◆ **Saved entries**
^^^^
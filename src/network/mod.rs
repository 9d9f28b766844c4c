//! Peer communication and the concurrent node
//!
//! A `Node` puts one lock around the chain manager and talks to peers through
//! a `Transport`. The `Miner` drives the node from its own thread.

pub mod miner;
pub mod node;
pub mod transport;

pub use miner::Miner;
pub use node::Node;
pub use transport::{ChannelTransport, Message, NullTransport, Transport};
use crate::error::{BlockchainError, Result};
use serde::{Deserialize, Serialize};
use std::env;
use std::fs;
use std::path::Path;

const DIFFICULTY_KEY: &str = "LEDGER_DIFFICULTY";
const DATA_DIR_KEY: &str = "LEDGER_DATA_DIR";
const BLOCK_REWARD_KEY: &str = "LEDGER_BLOCK_REWARD";
const MAX_BLOCK_TRANSACTIONS_KEY: &str = "LEDGER_MAX_BLOCK_TRANSACTIONS";

/// Leading hex zeros a block hash needs by default
pub const DEFAULT_DIFFICULTY: usize = 4;
/// Non-coinbase transactions taken from the mempool per block
pub const DEFAULT_MAX_BLOCK_TRANSACTIONS: usize = 10;
/// Exclusive upper bound of the nonce search
pub const DEFAULT_MAX_NONCE: u64 = 1 << 32;
/// Attempts between two polls of the cancellation token
pub const DEFAULT_CANCEL_CHECK_INTERVAL: u64 = 10_000;
pub const DEFAULT_GENESIS_REWARD: u64 = 50;
pub const DEFAULT_BLOCK_REWARD: u64 = 5;
pub const DEFAULT_MINING_POLL_INTERVAL_MS: u64 = 2_000;
pub const DEFAULT_ALERT_HISTORY: usize = 1_000;
/// How far past local time an accepted block may be stamped
pub const DEFAULT_MAX_FUTURE_DRIFT_MS: u64 = 2 * 60 * 60 * 1_000;
const DEFAULT_DATA_DIR: &str = "data";

/// Every tunable number the ledger uses.
///
/// Missing fields in a TOML file fall back to the defaults above, so a file
/// only has to name what it changes.
#[derive(Debug, Clone, PartialEq, Eq, Serialize, Deserialize)]
#[serde(default)]
pub struct LedgerConfig {
    pub difficulty: usize,
    pub max_block_transactions: usize,
    pub max_nonce: u64,
    pub cancel_check_interval: u64,
    pub genesis_reward: u64,
    pub block_reward: u64,
    /// Allow a coinbase-only block when nothing is pending
    pub mine_empty_blocks: bool,
    pub mining_poll_interval_ms: u64,
    pub alert_history: usize,
    pub max_future_drift_ms: u64,
    pub data_dir: String,
}

impl Default for LedgerConfig {
    fn default() -> Self {
        Self {
            difficulty: DEFAULT_DIFFICULTY,
            max_block_transactions: DEFAULT_MAX_BLOCK_TRANSACTIONS,
            max_nonce: DEFAULT_MAX_NONCE,
            cancel_check_interval: DEFAULT_CANCEL_CHECK_INTERVAL,
            genesis_reward: DEFAULT_GENESIS_REWARD,
            block_reward: DEFAULT_BLOCK_REWARD,
            mine_empty_blocks: false,
            mining_poll_interval_ms: DEFAULT_MINING_POLL_INTERVAL_MS,
            alert_history: DEFAULT_ALERT_HISTORY,
            max_future_drift_ms: DEFAULT_MAX_FUTURE_DRIFT_MS,
            data_dir: DEFAULT_DATA_DIR.to_string(),
        }
    }
}

impl LedgerConfig {
    /// Defaults plus environment overrides.
    pub fn new() -> Result<LedgerConfig> {
        let mut config = LedgerConfig::default();
        config.apply_env_overrides()?;
        config.validate()?;
        Ok(config)
    }

    /// Read a TOML file, then apply environment overrides.
    pub fn from_file<P: AsRef<Path>>(path: P) -> Result<LedgerConfig> {
        let path = path.as_ref();
        let raw = fs::read_to_string(path).map_err(|e| {
            BlockchainError::Config(format!("Failed to read {}: {e}", path.display()))
        })?;
        let mut config = Self::from_toml_str(&raw)?;
        config.apply_env_overrides()?;
        config.validate()?;
        Ok(config)
    }

    pub fn from_toml_str(raw: &str) -> Result<LedgerConfig> {
        let config: LedgerConfig = toml::from_str(raw)?;
        config.validate()?;
        Ok(config)
    }

    pub fn apply_env_overrides(&mut self) -> Result<()> {
        if let Ok(value) = env::var(DIFFICULTY_KEY) {
            self.difficulty = parse_env(DIFFICULTY_KEY, &value)?;
        }
        if let Ok(value) = env::var(BLOCK_REWARD_KEY) {
            self.block_reward = parse_env(BLOCK_REWARD_KEY, &value)?;
        }
        if let Ok(value) = env::var(MAX_BLOCK_TRANSACTIONS_KEY) {
            self.max_block_transactions = parse_env(MAX_BLOCK_TRANSACTIONS_KEY, &value)?;
        }
        if let Ok(dir) = env::var(DATA_DIR_KEY) {
            self.data_dir = dir;
        }
        Ok(())
    }

    pub fn validate(&self) -> Result<()> {
        // A SHA-256 hex digest only has 64 characters
        if self.difficulty > 64 {
            return Err(BlockchainError::Config(format!(
                "difficulty {} exceeds the 64 hex characters of a hash",
                self.difficulty
            )));
        }
        if self.max_block_transactions == 0 {
            return Err(BlockchainError::Config(
                "max_block_transactions must be at least 1".to_string(),
            ));
        }
        if self.cancel_check_interval == 0 {
            return Err(BlockchainError::Config(
                "cancel_check_interval must be at least 1".to_string(),
            ));
        }
        if self.max_nonce == 0 {
            return Err(BlockchainError::Config(
                "max_nonce must be at least 1".to_string(),
            ));
        }
        Ok(())
    }

    /// Configuration tuned for tests: trivial difficulty and a short poll.
    pub fn for_testing(difficulty: usize) -> LedgerConfig {
        LedgerConfig {
            difficulty,
            mining_poll_interval_ms: 20,
            ..LedgerConfig::default()
        }
    }
}

fn parse_env<T: std::str::FromStr>(key: &str, value: &str) -> Result<T> {
    value
        .trim()
        .parse::<T>()
        .map_err(|_| BlockchainError::Config(format!("{key} has invalid value '{value}'")))
}
//! Error handling for the ledger
//!
//! Every failure the ledger can report is a `BlockchainError`. Each variant
//! belongs to one `ErrorKind`, which is what callers branch on when deciding
//! whether an outcome is an expected rejection or a reason to stop trusting
//! the chain.

use std::fmt;

/// Result type alias for ledger operations
pub type Result<T> = std::result::Result<T, BlockchainError>;

/// Broad classes of ledger failures
#[derive(Debug, Clone, Copy, PartialEq, Eq, Hash)]
pub enum ErrorKind {
    /// Bad signature, insufficient balance, malformed or duplicate transaction
    Validation,
    /// Nonce space exhausted, cancelled search, invalid proof
    Consensus,
    /// Hash or link mismatch found while validating a chain
    ChainIntegrity,
    /// Ledger state observed without the required serialization
    Concurrency,
    /// Operation not valid in the current chain state
    State,
    /// Storage, serialization and I/O failures
    Storage,
    /// Bad configuration
    Config,
    /// Key handling failures
    Crypto,
}

/// What exactly was wrong with a block during chain validation
#[derive(Debug, Clone, Copy, PartialEq, Eq)]
pub enum IntegrityViolation {
    /// Stored hash differs from the recomputed hash
    HashMismatch,
    /// `previous_hash` does not equal the prior block's hash
    BrokenLink,
    /// Stored merkle root differs from the recomputed commitment
    MerkleMismatch,
    /// Hash does not carry enough leading zeros
    InsufficientWork,
}

impl fmt::Display for IntegrityViolation {
    fn fmt(&self, f: &mut fmt::Formatter<'_>) -> fmt::Result {
        match self {
            IntegrityViolation::HashMismatch => write!(f, "stored hash does not match contents"),
            IntegrityViolation::BrokenLink => write!(f, "previous hash does not link to prior block"),
            IntegrityViolation::MerkleMismatch => write!(f, "merkle root does not match transactions"),
            IntegrityViolation::InsufficientWork => write!(f, "hash does not meet difficulty"),
        }
    }
}

/// Comprehensive error types for ledger operations
#[derive(Debug, Clone, PartialEq, Eq)]
pub enum BlockchainError {
    /// Signature missing or rejected by the verifier
    InvalidSignature(String),
    /// Sender cannot cover the requested amount
    InsufficientFunds {
        address: String,
        required: u64,
        available: u64,
    },
    /// Transaction id already pending, confirmed, or its outputs already exist
    DuplicateTransaction(String),
    /// Transaction fields are inconsistent (bad id, empty address, ...)
    MalformedTransaction(String),
    /// Nonce bound reached without a valid hash
    NonceExhausted { height: u64, attempts: u64 },
    /// Nonce search stopped through the cancellation token
    MiningCancelled { height: u64, attempts: u64 },
    /// Block hash fails recomputation or difficulty
    InvalidProof { height: u64 },
    /// Candidate was mined on a tip that is no longer current
    StaleCandidate { height: u64 },
    /// Structural block errors outside proof checking
    InvalidBlock(String),
    /// Chain validation failed at `height`
    ChainIntegrity {
        height: u64,
        violation: IntegrityViolation,
    },
    /// Ledger mutated without the single-writer discipline
    ConcurrencyViolation(String),
    /// Operation not valid in the current state
    InvalidState(String),
    /// Mining requested with an empty mempool
    NoPendingWork,
    /// Database-related errors
    Database(String),
    /// Serialization/deserialization errors
    Serialization(String),
    /// File I/O errors
    Io(String),
    /// Configuration errors
    Config(String),
    /// Cryptographic operation errors
    Crypto(String),
}

impl BlockchainError {
    pub fn kind(&self) -> ErrorKind {
        match self {
            BlockchainError::InvalidSignature(_)
            | BlockchainError::InsufficientFunds { .. }
            | BlockchainError::DuplicateTransaction(_)
            | BlockchainError::MalformedTransaction(_) => ErrorKind::Validation,
            BlockchainError::NonceExhausted { .. }
            | BlockchainError::MiningCancelled { .. }
            | BlockchainError::InvalidProof { .. }
            | BlockchainError::StaleCandidate { .. }
            | BlockchainError::InvalidBlock(_) => ErrorKind::Consensus,
            BlockchainError::ChainIntegrity { .. } => ErrorKind::ChainIntegrity,
            BlockchainError::ConcurrencyViolation(_) => ErrorKind::Concurrency,
            BlockchainError::InvalidState(_) | BlockchainError::NoPendingWork => ErrorKind::State,
            BlockchainError::Database(_)
            | BlockchainError::Serialization(_)
            | BlockchainError::Io(_) => ErrorKind::Storage,
            BlockchainError::Config(_) => ErrorKind::Config,
            BlockchainError::Crypto(_) => ErrorKind::Crypto,
        }
    }

    /// Rejections and failed mining attempts the caller is expected to handle and retry.
    pub fn is_recoverable(&self) -> bool {
        matches!(self.kind(), ErrorKind::Validation | ErrorKind::Consensus)
            || matches!(self, BlockchainError::NoPendingWork)
    }

    /// Height of the offending block, for errors that identify one.
    pub fn height(&self) -> Option<u64> {
        match self {
            BlockchainError::NonceExhausted { height, .. }
            | BlockchainError::MiningCancelled { height, .. }
            | BlockchainError::InvalidProof { height }
            | BlockchainError::StaleCandidate { height }
            | BlockchainError::ChainIntegrity { height, .. } => Some(*height),
            _ => None,
        }
    }
}

impl fmt::Display for BlockchainError {
    fn fmt(&self, f: &mut fmt::Formatter<'_>) -> fmt::Result {
        match self {
            BlockchainError::InvalidSignature(txid) => {
                write!(f, "Invalid signature on transaction {txid}")
            }
            BlockchainError::InsufficientFunds {
                address,
                required,
                available,
            } => {
                write!(
                    f,
                    "Insufficient funds for {address}: required {required}, available {available}"
                )
            }
            BlockchainError::DuplicateTransaction(txid) => {
                write!(f, "Duplicate transaction: {txid}")
            }
            BlockchainError::MalformedTransaction(msg) => write!(f, "Malformed transaction: {msg}"),
            BlockchainError::NonceExhausted { height, attempts } => {
                write!(
                    f,
                    "Nonce space exhausted for block {height} after {attempts} attempts"
                )
            }
            BlockchainError::MiningCancelled { height, attempts } => {
                write!(
                    f,
                    "Mining of block {height} cancelled after {attempts} attempts"
                )
            }
            BlockchainError::InvalidProof { height } => {
                write!(f, "Invalid proof of work for block {height}")
            }
            BlockchainError::StaleCandidate { height } => {
                write!(f, "Candidate block {height} no longer extends the chain tip")
            }
            BlockchainError::InvalidBlock(msg) => write!(f, "Invalid block: {msg}"),
            BlockchainError::ChainIntegrity { height, violation } => {
                write!(f, "Chain integrity failure at block {height}: {violation}")
            }
            BlockchainError::ConcurrencyViolation(msg) => {
                write!(f, "Concurrency violation: {msg}")
            }
            BlockchainError::InvalidState(msg) => write!(f, "Invalid state: {msg}"),
            BlockchainError::NoPendingWork => write!(f, "No pending transactions to mine"),
            BlockchainError::Database(msg) => write!(f, "Database error: {msg}"),
            BlockchainError::Serialization(msg) => write!(f, "Serialization error: {msg}"),
            BlockchainError::Io(msg) => write!(f, "I/O error: {msg}"),
            BlockchainError::Config(msg) => write!(f, "Configuration error: {msg}"),
            BlockchainError::Crypto(msg) => write!(f, "Cryptographic error: {msg}"),
        }
    }
}

impl std::error::Error for BlockchainError {}

impl From<std::io::Error> for BlockchainError {
    fn from(err: std::io::Error) -> Self {
        BlockchainError::Io(err.to_string())
    }
}

impl From<sled::Error> for BlockchainError {
    fn from(err: sled::Error) -> Self {
        BlockchainError::Database(err.to_string())
    }
}

impl From<bincode::error::EncodeError> for BlockchainError {
    fn from(err: bincode::error::EncodeError) -> Self {
        BlockchainError::Serialization(err.to_string())
    }
}

impl From<bincode::error::DecodeError> for BlockchainError {
    fn from(err: bincode::error::DecodeError) -> Self {
        BlockchainError::Serialization(err.to_string())
    }
}

impl From<serde_json::Error> for BlockchainError {
    fn from(err: serde_json::Error) -> Self {
        BlockchainError::Serialization(err.to_string())
    }
}

impl From<toml::de::Error> for BlockchainError {
    fn from(err: toml::de::Error) -> Self {
        BlockchainError::Config(err.to_string())
    }
}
^^^^
◆ **EXERCISE REQUIREMENTS**
Give back exactly the lines from the first line of the records through the line holding "of the cancellation token", including both of those lines and leaving out all others.

◆ **EXERCISE ANSWER**
filename src/network/mod.rs
repository 9d9f28b766844c4c
//! Peer communication and the concurrent node
//!
//! A `Node` puts one lock around the chain manager and talks to peers through
//! a `Transport`. The `Miner` drives the node from its own thread.

pub mod miner;
pub mod node;
pub mod transport;

pub use miner::Miner;
pub use node::Node;
pub use transport::{ChannelTransport, Message, NullTransport, Transport};
use crate::error::{BlockchainError, Result};
use serde::{Deserialize, Serialize};
use std::env;
use std::fs;
use std::path::Path;

const DIFFICULTY_KEY: &str = "LEDGER_DIFFICULTY";
const DATA_DIR_KEY: &str = "LEDGER_DATA_DIR";
const BLOCK_REWARD_KEY: &str = "LEDGER_BLOCK_REWARD";
const MAX_BLOCK_TRANSACTIONS_KEY: &str = "LEDGER_MAX_BLOCK_TRANSACTIONS";

/// Leading hex zeros a block hash needs by default
pub const DEFAULT_DIFFICULTY: usize = 4;
/// Non-coinbase transactions taken from the mempool per block
pub const DEFAULT_MAX_BLOCK_TRANSACTIONS: usize = 10;
/// Exclusive upper bound of the nonce search
pub const DEFAULT_MAX_NONCE: u64 = 1 << 32;
/// Attempts between two polls of the cancellation token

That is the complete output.